If that is how you feel, then I think you’ve come to the
right place.
Maybe you’ve been slogging through the swamp for a while,
wondering if you’ll ever get through it to firmer ground.
Maybe you’ve just started your career, and somebody had the
brilliant idea of putting you on the Support or Maintenance teams to learn the
software, but dealing with legacy spaghetti code is driving you crazy.
Maybe you have a tough support issue and need some lateral
thinking.
I know how you feel, because I have been there many times in
the past.
Recently, I was asked to take on support for a large, legacy
website. Maybe I had forgotten how much
I disliked support in the past, so I said, “Sure, why not?”
Perhaps I’ve matured, or maybe it’s because I love being
challenged by multidimensional puzzles, but I can tell you that I don’t feel
like I’m stuck in a swamp like I did on my last Support gig. Instead, I have found that a Support and
Maintenance role can be satisfying.
I currently work at the world’s largest digital-marketing
company; a company whose clients include some of the biggest names in the
airline, fast-food, beer, sports, and financial industries.
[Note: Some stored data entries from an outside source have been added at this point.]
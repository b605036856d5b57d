#![forbid(unsafe_code)]

use super::*;

impl SqliteStore {
    /// Page (1-based) of jobs with no assignee, ordered by id so repeated
    /// paging neither skips nor duplicates rows while no assignment runs.
    pub fn jobs_list_unassigned(
        &mut self,
        page: usize,
        page_size: usize,
    ) -> Result<JobsPage, StoreError> {
        if page == 0 {
            return Err(StoreError::InvalidInput("page starts at 1"));
        }
        let page_size = page_size.clamp(1, MAX_LIST_LIMIT);
        let offset = (page - 1).saturating_mul(page_size);

        let tx = self.conn.transaction()?;

        let mut jobs = Vec::<JobRow>::new();
        {
            let mut stmt = tx.prepare(&format!(
                "SELECT {JOB_COLUMNS} FROM jobs \
                 WHERE assigned_to IS NULL \
                 ORDER BY id ASC \
                 LIMIT ?1 OFFSET ?2"
            ))?;
            let mut rows = stmt.query(params![(page_size + 1) as i64, offset as i64])?;
            while let Some(row) = rows.next()? {
                jobs.push(finish_job_row(read_job_row(row)?)?);
            }
        }

        let has_more = jobs.len() > page_size;
        if has_more {
            jobs.truncate(page_size);
        }

        tx.commit()?;
        Ok(JobsPage { jobs, has_more })
    }

    /// Bulk-binds the selected jobs to one worker. Each job's multi-field
    /// update is applied in its own transaction (all of it or none of it);
    /// jobs succeed or fail independently, and ids that no longer exist are
    /// reported back rather than failing the batch.
    ///
    /// Already-assigned jobs are silently reassigned: `assigned_to` is not
    /// re-checked here, only at listing time, so two dispatchers racing over
    /// the same selection both succeed and the last write wins.
    pub fn jobs_assign(
        &mut self,
        request: JobsAssignRequest,
    ) -> Result<JobsAssignResult, StoreError> {
        if request.job_ids.is_empty() {
            return Err(StoreError::EmptySelection);
        }
        let scheduled_date = request
            .scheduled_date
            .as_deref()
            .map(normalize_date)
            .transpose()?;

        let mut assigned = Vec::<i64>::new();
        let mut missing = Vec::<i64>::new();

        for job_id in request.job_ids {
            let tx = self.conn.transaction()?;

            // Forcing status back to pending also clears the lifecycle
            // timestamps, so a reassigned completed job satisfies the
            // pending-means-no-finish-time invariant.
            let changed = if let Some(date) = scheduled_date.as_deref() {
                tx.execute(
                    "UPDATE jobs \
                     SET assigned_to=?2, status='pending', scheduled_date=?3, \
                         start_time_ms=NULL, finish_time_ms=NULL \
                     WHERE id=?1",
                    params![job_id, request.worker_id, date],
                )?
            } else {
                tx.execute(
                    "UPDATE jobs \
                     SET assigned_to=?2, status='pending', \
                         start_time_ms=NULL, finish_time_ms=NULL \
                     WHERE id=?1",
                    params![job_id, request.worker_id],
                )?
            };

            tx.commit()?;

            if changed == 1 {
                assigned.push(job_id);
            } else {
                missing.push(job_id);
            }
        }

        Ok(JobsAssignResult { assigned, missing })
    }

    /// Jobs on a worker's plate, optionally narrowed to one scheduled date.
    /// The employee dashboard hides completed jobs; the director view keeps
    /// them.
    pub fn jobs_for_worker(
        &mut self,
        request: JobsForWorkerRequest,
    ) -> Result<Vec<JobRow>, StoreError> {
        let scheduled_date = request
            .scheduled_date
            .as_deref()
            .map(normalize_date)
            .transpose()?;

        let tx = self.conn.transaction()?;

        let mut jobs = Vec::<JobRow>::new();
        {
            let mut stmt = tx.prepare(&format!(
                "SELECT {JOB_COLUMNS} FROM jobs \
                 WHERE assigned_to=?1 \
                   AND (?2 IS NULL OR scheduled_date=?2) \
                   AND (?3 OR status<>'completed') \
                 ORDER BY id ASC"
            ))?;
            let mut rows = stmt.query(params![
                request.worker_id,
                scheduled_date.as_deref(),
                request.include_completed,
            ])?;
            while let Some(row) = rows.next()? {
                jobs.push(finish_job_row(read_job_row(row)?)?);
            }
        }

        tx.commit()?;
        Ok(jobs)
    }
}
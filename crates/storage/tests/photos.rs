#![forbid(unsafe_code)]

use gw_storage::{
    DEFAULT_MAX_PHOTOS_PER_JOB, JobCreateRequest, SqliteStore, StoreConfig, StoreError,
};
use std::path::PathBuf;

fn temp_dir(test_name: &str) -> PathBuf {
    let base = std::env::temp_dir();
    let pid = std::process::id();
    let nonce = std::time::SystemTime::now()
        .duration_since(std::time::UNIX_EPOCH)
        .unwrap_or_default()
        .as_nanos();
    let dir = base.join(format!("gw_storage_{test_name}_{pid}_{nonce}"));
    std::fs::create_dir_all(&dir).expect("create temp dir");
    dir
}

fn setup_with_limit(test_name: &str, max_photos_per_job: usize) -> SqliteStore {
    SqliteStore::open_with_config(temp_dir(test_name), StoreConfig { max_photos_per_job })
        .expect("open store")
}

fn seed(store: &mut SqliteStore, site_name: &str) -> i64 {
    store
        .job_create(JobCreateRequest {
            site_name: site_name.to_string(),
            ..JobCreateRequest::default()
        })
        .expect("create job")
        .id
}

#[test]
fn photos_accumulate_in_append_order_up_to_the_cap() {
    let mut store = setup_with_limit("append_order", 3);
    let id = seed(&mut store, "Sunnybank");

    for n in 1..=3 {
        let result = store
            .job_add_photo(id, &format!("photos/{n}.jpg"))
            .expect("add photo");
        assert_eq!(result.photo_count, n);
    }

    let job = store.job_get(id).expect("get").expect("exists");
    assert_eq!(
        job.photos,
        vec!["photos/1.jpg", "photos/2.jpg", "photos/3.jpg"]
    );
}

#[test]
fn photo_over_the_cap_is_rejected_without_mutation() {
    let mut store = setup_with_limit("over_cap", 2);
    let id = seed(&mut store, "Dale View");

    store.job_add_photo(id, "a.jpg").expect("first");
    store.job_add_photo(id, "b.jpg").expect("second");

    let err = store.job_add_photo(id, "c.jpg").expect_err("cap must hold");
    assert!(matches!(err, StoreError::PhotoLimitReached { limit: 2 }));

    let job = store.job_get(id).expect("get").expect("exists");
    assert_eq!(job.photos, vec!["a.jpg", "b.jpg"]);
}

#[test]
fn default_cap_is_twenty_five() {
    let mut store = SqliteStore::open(temp_dir("default_cap")).expect("open store");
    assert_eq!(store.max_photos_per_job(), DEFAULT_MAX_PHOTOS_PER_JOB);

    let id = seed(&mut store, "Broad Oak");
    for n in 1..=DEFAULT_MAX_PHOTOS_PER_JOB {
        store
            .job_add_photo(id, &format!("p{n}.jpg"))
            .expect("add photo");
    }
    assert!(matches!(
        store.job_add_photo(id, "p26.jpg"),
        Err(StoreError::PhotoLimitReached { limit: 25 })
    ));
}

#[test]
fn zero_photo_cap_is_rejected_at_open() {
    let err = SqliteStore::open_with_config(
        temp_dir("zero_cap"),
        StoreConfig {
            max_photos_per_job: 0,
        },
    )
    .err()
    .expect("open must fail");
    assert!(matches!(err, StoreError::InvalidInput(_)));
}

#[test]
fn blank_photo_path_is_rejected() {
    let mut store = setup_with_limit("blank_path", 5);
    let id = seed(&mut store, "Fox Covert");

    assert!(matches!(
        store.job_add_photo(id, "   "),
        Err(StoreError::InvalidInput(_))
    ));
    assert!(store.job_get(id).expect("get").expect("exists").photos.is_empty());
}

#[test]
fn photos_attach_regardless_of_job_status() {
    let mut store = setup_with_limit("any_status", 5);
    let id = seed(&mut store, "Mere Side");

    store.job_add_photo(id, "pending.jpg").expect("on pending");
    store.job_start(id).expect("start");
    store.job_add_photo(id, "running.jpg").expect("on in_progress");
    store.job_finish(id).expect("finish");
    store.job_add_photo(id, "done.jpg").expect("on completed");

    let job = store.job_get(id).expect("get").expect("exists");
    assert_eq!(job.photos, vec!["pending.jpg", "running.jpg", "done.jpg"]);
}

#[test]
fn photo_on_unknown_job_is_reported() {
    let mut store = setup_with_limit("unknown_job", 5);
    assert!(matches!(
        store.job_add_photo(404, "x.jpg"),
        Err(StoreError::UnknownJob { job_id: 404 })
    ));
}
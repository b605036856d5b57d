#![forbid(unsafe_code)]

pub mod status {
    /// Lifecycle of a site-visit job. The only forward path is
    /// `pending -> in_progress -> completed`; the daily reset returns
    /// completed jobs to `pending`. There is no cancel transition.
    #[derive(Clone, Copy, Debug, PartialEq, Eq)]
    pub enum JobStatus {
        Pending,
        InProgress,
        Completed,
    }

    impl JobStatus {
        pub fn as_str(self) -> &'static str {
            match self {
                Self::Pending => "pending",
                Self::InProgress => "in_progress",
                Self::Completed => "completed",
            }
        }

        pub fn parse(value: &str) -> Result<Self, JobStatusError> {
            match value.trim() {
                "pending" => Ok(Self::Pending),
                "in_progress" => Ok(Self::InProgress),
                "completed" => Ok(Self::Completed),
                _ => Err(JobStatusError::Unknown),
            }
        }

        /// Starting is legal from `pending`. Starting an `in_progress` job is
        /// an idempotent no-op at the store layer, not a transition.
        pub fn can_start(self) -> bool {
            matches!(self, Self::Pending)
        }

        /// Finishing is legal only from `in_progress`.
        pub fn can_finish(self) -> bool {
            matches!(self, Self::InProgress)
        }

        pub fn is_terminal(self) -> bool {
            matches!(self, Self::Completed)
        }
    }

    #[derive(Clone, Copy, Debug, PartialEq, Eq)]
    pub enum JobStatusError {
        Unknown,
    }

    impl std::fmt::Display for JobStatusError {
        fn fmt(&self, f: &mut std::fmt::Formatter<'_>) -> std::fmt::Result {
            match self {
                Self::Unknown => write!(f, "unknown job status"),
            }
        }
    }

    impl std::error::Error for JobStatusError {}
}

pub mod roles {
    /// Caller identity as resolved by the role gate. `id` is the chat-platform
    /// user id; `name` is the display name used on notes.
    #[derive(Clone, Debug, PartialEq, Eq)]
    pub struct Actor {
        pub id: i64,
        pub name: String,
        pub role: Role,
    }

    #[derive(Clone, Copy, Debug, PartialEq, Eq)]
    pub enum Role {
        Dev,
        Director,
        Employee,
        Generic,
    }

    #[derive(Clone, Copy, Debug, PartialEq, Eq)]
    pub enum Operation {
        ViewJob,
        StartJob,
        FinishJob,
        AddPhoto,
        AddNote,
        ListUnassigned,
        AssignJobs,
        ResetJobs,
    }

    impl Role {
        pub fn as_str(self) -> &'static str {
            match self {
                Self::Dev => "Dev",
                Self::Director => "Director",
                Self::Employee => "Employee",
                Self::Generic => "Generic",
            }
        }

        pub fn parse(value: &str) -> Option<Self> {
            match value.trim() {
                "Dev" => Some(Self::Dev),
                "Director" => Some(Self::Director),
                "Employee" => Some(Self::Employee),
                "Generic" => Some(Self::Generic),
                _ => None,
            }
        }

        /// The single permission table. Every request consults this once;
        /// there is no other role dispatch anywhere in the system.
        pub fn permits(self, operation: Operation) -> bool {
            use Operation::*;
            match self {
                Self::Dev => true,
                Self::Director => matches!(
                    operation,
                    ViewJob | AddNote | ListUnassigned | AssignJobs | ResetJobs
                ),
                Self::Employee => {
                    matches!(operation, ViewJob | StartJob | FinishJob | AddPhoto | AddNote)
                }
                Self::Generic => false,
            }
        }
    }
}

pub mod selection {
    use std::collections::BTreeSet;

    /// Transient, session-scoped set of job ids chosen for a bulk assignment.
    /// Owned by the caller's session context, never by process-wide state.
    #[derive(Clone, Debug, Default, PartialEq, Eq)]
    pub struct SelectionSet {
        ids: BTreeSet<i64>,
    }

    impl SelectionSet {
        pub fn new() -> Self {
            Self::default()
        }

        /// Toggling twice returns the set to its original state. Returns
        /// whether the id is selected after the call.
        pub fn toggle(&mut self, job_id: i64) -> bool {
            if self.ids.remove(&job_id) {
                false
            } else {
                self.ids.insert(job_id);
                true
            }
        }

        pub fn contains(&self, job_id: i64) -> bool {
            self.ids.contains(&job_id)
        }

        pub fn clear(&mut self) {
            self.ids.clear();
        }

        pub fn is_empty(&self) -> bool {
            self.ids.is_empty()
        }

        pub fn len(&self) -> usize {
            self.ids.len()
        }

        pub fn ids(&self) -> impl Iterator<Item = i64> + '_ {
            self.ids.iter().copied()
        }
    }
}

#[cfg(test)]
mod tests {
    use super::roles::{Operation, Role};
    use super::selection::SelectionSet;
    use super::status::JobStatus;

    #[test]
    fn status_round_trips() {
        for status in [
            JobStatus::Pending,
            JobStatus::InProgress,
            JobStatus::Completed,
        ] {
            assert_eq!(JobStatus::parse(status.as_str()), Ok(status));
        }
        assert!(JobStatus::parse("done").is_err());
    }

    #[test]
    fn transitions_follow_the_lifecycle() {
        assert!(JobStatus::Pending.can_start());
        assert!(!JobStatus::Pending.can_finish());
        assert!(!JobStatus::InProgress.can_start());
        assert!(JobStatus::InProgress.can_finish());
        assert!(!JobStatus::Completed.can_start());
        assert!(!JobStatus::Completed.can_finish());
    }

    #[test]
    fn permission_table_by_role() {
        use Operation::*;

        for op in [
            ViewJob,
            StartJob,
            FinishJob,
            AddPhoto,
            AddNote,
            ListUnassigned,
            AssignJobs,
            ResetJobs,
        ] {
            assert!(Role::Dev.permits(op));
            assert!(!Role::Generic.permits(op));
        }

        assert!(Role::Director.permits(AssignJobs));
        assert!(Role::Director.permits(ListUnassigned));
        assert!(Role::Director.permits(ResetJobs));
        assert!(!Role::Director.permits(StartJob));
        assert!(!Role::Director.permits(FinishJob));
        assert!(!Role::Director.permits(AddPhoto));

        assert!(Role::Employee.permits(StartJob));
        assert!(Role::Employee.permits(FinishJob));
        assert!(Role::Employee.permits(AddPhoto));
        assert!(!Role::Employee.permits(AssignJobs));
        assert!(!Role::Employee.permits(ResetJobs));
    }

    #[test]
    fn selection_toggle_is_idempotent_in_pairs() {
        let mut selection = SelectionSet::new();
        assert!(selection.toggle(7));
        assert!(selection.contains(7));
        assert!(!selection.toggle(7));
        assert!(selection.is_empty());

        selection.toggle(3);
        selection.toggle(1);
        selection.toggle(2);
        let ids: Vec<i64> = selection.ids().collect();
        assert_eq!(ids, vec![1, 2, 3]);

        selection.clear();
        assert!(selection.is_empty());
    }
}
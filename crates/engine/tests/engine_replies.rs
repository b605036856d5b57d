#![forbid(unsafe_code)]

use gw_core::roles::Role;
use gw_engine::{Engine, RoleGate, Session};
use gw_storage::{JobCreateRequest, SqliteStore};
use std::path::PathBuf;

const DEV: i64 = 1;
const DIRECTOR: i64 = 2;
const EMPLOYEE: i64 = 3;
const STRANGER: i64 = 404;

fn temp_dir(test_name: &str) -> PathBuf {
    let base = std::env::temp_dir();
    let pid = std::process::id();
    let nonce = std::time::SystemTime::now()
        .duration_since(std::time::UNIX_EPOCH)
        .unwrap_or_default()
        .as_nanos();
    let dir = base.join(format!("gw_engine_{test_name}_{pid}_{nonce}"));
    std::fs::create_dir_all(&dir).expect("create temp dir");
    dir
}

fn setup(test_name: &str) -> Engine {
    let store = SqliteStore::open(temp_dir(test_name)).expect("open store");
    let gate = RoleGate::new()
        .with(DEV, "root", Role::Dev)
        .with(DIRECTOR, "Dana", Role::Director)
        .with(EMPLOYEE, "Pat", Role::Employee);
    Engine::new(store, gate)
}

fn seed(engine: &mut Engine, site_name: &str) -> i64 {
    engine
        .store_mut()
        .job_create(JobCreateRequest {
            site_name: site_name.to_string(),
            ..JobCreateRequest::default()
        })
        .expect("create job")
        .id
}

#[test]
fn employee_runs_the_lifecycle_with_friendly_replies() {
    let mut engine = setup("lifecycle_replies");
    let id = seed(&mut engine, "Riverside Park");

    let started = engine.start_job(EMPLOYEE, id);
    assert!(started.ok);
    assert_eq!(started.message, "Job started.");

    let again = engine.start_job(EMPLOYEE, id);
    assert!(again.ok);
    assert_eq!(again.message, "Job is already in progress.");

    let finished = engine.finish_job(EMPLOYEE, id);
    assert!(finished.ok);
    assert_eq!(finished.message, "Job finished.");

    let again = engine.finish_job(EMPLOYEE, id);
    assert!(again.ok);
    assert_eq!(again.message, "Job is already finished.");
}

#[test]
fn business_rule_violations_become_messages_not_errors() {
    let mut engine = setup("violation_messages");
    let id = seed(&mut engine, "Oak Grove");

    let unstarted = engine.finish_job(EMPLOYEE, id);
    assert!(!unstarted.ok);
    assert_eq!(unstarted.message, "Job hasn't been started yet.");

    let missing = engine.start_job(EMPLOYEE, 999);
    assert!(!missing.ok);
    assert_eq!(missing.message, "Job not found.");

    engine.start_job(EMPLOYEE, id);
    engine.finish_job(EMPLOYEE, id);
    let completed = engine.start_job(EMPLOYEE, id);
    assert!(!completed.ok);
    assert_eq!(completed.message, "Job is already completed.");
}

#[test]
fn roles_gate_every_operation() {
    let mut engine = setup("role_gating");
    let id = seed(&mut engine, "Elm Court");

    assert!(!engine.start_job(DIRECTOR, id).ok);
    assert!(!engine.start_job(STRANGER, id).ok);
    assert!(!engine.finish_job(DIRECTOR, id).ok);
    assert!(!engine.add_photo(DIRECTOR, id, "x.jpg").ok);
    assert!(!engine.add_note(STRANGER, id, "hello", None));
    assert!(engine.get_job(STRANGER, id).is_none());
    assert!(!engine.list_unassigned(EMPLOYEE, 1, 10).ok);

    let mut session = Session::default();
    engine.toggle_selection(&mut session, id);
    assert!(!engine.assign_selected(EMPLOYEE, &mut session, 9, None).ok);
    assert!(session.selection.contains(id));

    // Dev bypasses every gate.
    assert!(engine.start_job(DEV, id).ok);
    assert!(engine.list_unassigned(DEV, 1, 10).ok);
}

#[test]
fn photo_replies_carry_the_running_count() {
    let mut engine = setup("photo_count");
    let id = seed(&mut engine, "Mill Lane");

    let first = engine.add_photo(EMPLOYEE, id, "a.jpg");
    assert!(first.ok);
    assert_eq!(first.photo_count, 1);
    assert_eq!(first.message, "Photo added (1/25).");

    let second = engine.add_photo(EMPLOYEE, id, "b.jpg");
    assert_eq!(second.photo_count, 2);
}

#[test]
fn notes_record_the_resolved_author() {
    let mut engine = setup("note_author");
    let id = seed(&mut engine, "Harbor View");

    assert!(engine.add_note(EMPLOYEE, id, "gate code changed", None));
    assert!(engine.add_note(DIRECTOR, id, "confirmed with client", None));
    assert!(!engine.add_note(EMPLOYEE, 999, "lost", None));

    let notes = engine
        .store_mut()
        .notes_for_job(id, 10)
        .expect("list notes");
    assert_eq!(notes.len(), 2);
    assert_eq!(notes[0].author_name, "Dana");
    assert_eq!(notes[0].author_role, "Director");
    assert_eq!(notes[1].author_name, "Pat");
    assert_eq!(notes[1].author_role, "Employee");
}

#[test]
fn selection_drives_assignment_and_clears_on_success() {
    let mut engine = setup("assign_flow");
    let a = seed(&mut engine, "Aspen Way");
    let b = seed(&mut engine, "Birch Road");
    seed(&mut engine, "Chestnut Hill");

    let mut session = Session::default();
    let empty = engine.assign_selected(DIRECTOR, &mut session, 9, None);
    assert!(!empty.ok);
    assert_eq!(empty.message, "No jobs are selected.");

    assert!(engine.toggle_selection(&mut session, a));
    assert!(engine.toggle_selection(&mut session, b));
    assert!(!engine.toggle_selection(&mut session, b));
    assert_eq!(session.selection.len(), 1);
    engine.toggle_selection(&mut session, b);

    let assigned = engine.assign_selected(DIRECTOR, &mut session, 9, Some("2026-08-24"));
    assert!(assigned.ok);
    assert_eq!(assigned.message, "Assigned 2 job(s).");
    assert!(session.selection.is_empty());

    let listing = engine.list_unassigned(DIRECTOR, 1, 10);
    assert!(listing.ok);
    assert_eq!(listing.jobs.len(), 1);
    assert!(!listing.has_more);
}

#[test]
fn stale_selection_is_kept_for_retry() {
    let mut engine = setup("stale_selection");
    seed(&mut engine, "Long Acre");

    let mut session = Session::default();
    engine.toggle_selection(&mut session, 777);

    let reply = engine.assign_selected(DIRECTOR, &mut session, 9, None);
    assert!(!reply.ok);
    assert_eq!(reply.message, "The selected jobs no longer exist.");
    assert!(session.selection.contains(777));
}

#[test]
fn partial_batches_report_the_missing_jobs() {
    let mut engine = setup("partial_batch");
    let id = seed(&mut engine, "Dock Edge");

    let mut session = Session::default();
    engine.toggle_selection(&mut session, id);
    engine.toggle_selection(&mut session, 888);

    let reply = engine.assign_selected(DIRECTOR, &mut session, 9, None);
    assert!(reply.ok);
    assert_eq!(reply.message, "Assigned 1 job(s). 1 no longer exist.");
    assert!(session.selection.is_empty());
}

#[test]
fn my_jobs_shows_only_open_work() {
    let mut engine = setup("my_jobs");
    let a = seed(&mut engine, "View A");
    let b = seed(&mut engine, "View B");

    let mut session = Session::default();
    engine.toggle_selection(&mut session, a);
    engine.toggle_selection(&mut session, b);
    engine.assign_selected(DIRECTOR, &mut session, EMPLOYEE, None);

    engine.start_job(EMPLOYEE, b);
    engine.finish_job(EMPLOYEE, b);

    let open = engine.my_jobs(EMPLOYEE, None);
    assert_eq!(open.iter().map(|j| j.id).collect::<Vec<_>>(), vec![a]);
    assert!(engine.my_jobs(STRANGER, None).is_empty());
}

#[test]
fn daily_reset_reclaims_and_reports_zero_on_repeat() {
    let mut engine = setup("daily_reset");
    let id = seed(&mut engine, "Quarry Field");

    engine.start_job(EMPLOYEE, id);
    engine.finish_job(EMPLOYEE, id);

    assert_eq!(engine.reset_completed_jobs(), 1);
    assert_eq!(engine.reset_completed_jobs(), 0);

    let job = engine.get_job(EMPLOYEE, id).expect("job exists");
    assert_eq!(job.status, "pending");
    assert_eq!(job.assigned_to, None);
}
I am privileged to be providing support and
maintenance for a Fortune 100 company, managing an international website, and supporting
content editors who are working in nine languages, including French, Germany,
and Chinese.
Like any living, breathing system, our website has evolved
over the past few years. That evolution
and growth has required providing creative solutions to meet new business needs,
while at the same time, making sure the old business needs are being met, and
all the business rules are followed.
But, no matter how well-planned the changes, no matter how
creative the solution, no matter how disciplined the developers, no matter how
thorough the testing, things happen; things break.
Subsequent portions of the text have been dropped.